近期由于工作原因,碰巧使用到了flink+kafka+hdfs+kerberos流式计算。一路走来,崎岖坎坷,满是荆棘。以此文记录一下学习实践经历。若能为各位后来者提供帮助,实乃我幸!

        关于一些基础的理论性知识我也不再赘述,需要的童鞋们可以去度娘或者google,这里我只说自己在实践中遇到的坑和解决的方案。

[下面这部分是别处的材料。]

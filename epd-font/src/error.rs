//! Errors raised while decoding or validating a font blob.

/// Error type for `.epd_fb` decoding and validation.
#[derive(Debug, Clone, PartialEq, Eq, thiserror::Error)]
pub enum FormatError {
    /// A section runs past the end of the buffer
    #[error("{section} at offset {offset} needs {needed} bytes, only {available} available")]
    Truncated {
        section: &'static str,
        offset: usize,
        needed: usize,
        available: usize,
    },

    /// The `is_2bit` header byte is neither 0 nor 1
    #[error("invalid is_2bit byte {0:#04x} (must be 0 or 1)")]
    InvalidBool(u8),

    /// Glyph/interval/bitmap tables disagree with each other
    #[error("encoding invariant violated: {0}")]
    Invariant(String),
}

1.在IDEA中可以正产运行,但是提交到flink单机集群或者yarn集群报类加载的相关错误,请排查flink的jar包版本和flink集群是否匹配,如不匹配,则更换至对应的核心jar,因为flink各版本之间存在兼容问题。如下图:

2.Hadoop相关的jar包在maven中务必使用provided,否则可能会导致jar冲突类似问题,且flink报错不是很准确。如下图:

3.flink程序中尽量不要用static Map做jvm缓存,在实际运行代码的时候,IDEA没有问题,但是在集群运行会出现取不到值的情况,实在要用,则在new Function时,作为构造函数的参数传递进去。如图:

4.如果你存在多个kdc认证服务,flink中kerberos认证配置需要指定特殊的krb5.conf,而不是直接访问/etc/krb.conf。通过-Djava.security.krb5.conf=/home/mcd_cep/kerberos/krb5.conf指定,你会发现无效。这个时候需要通过指定taskManager的运行参数,才能生效。且flink-conf.yaml中 不需要指定jaaz。conf文件。如图:

5.提交任务到flink yarn 执行,需要指定特殊krb5.conf时,1.13版本之前的flin需要保证yarn节点的机器存在kdc的配置文件,即krb5.conf,然后类似上一个问题一样设置即可。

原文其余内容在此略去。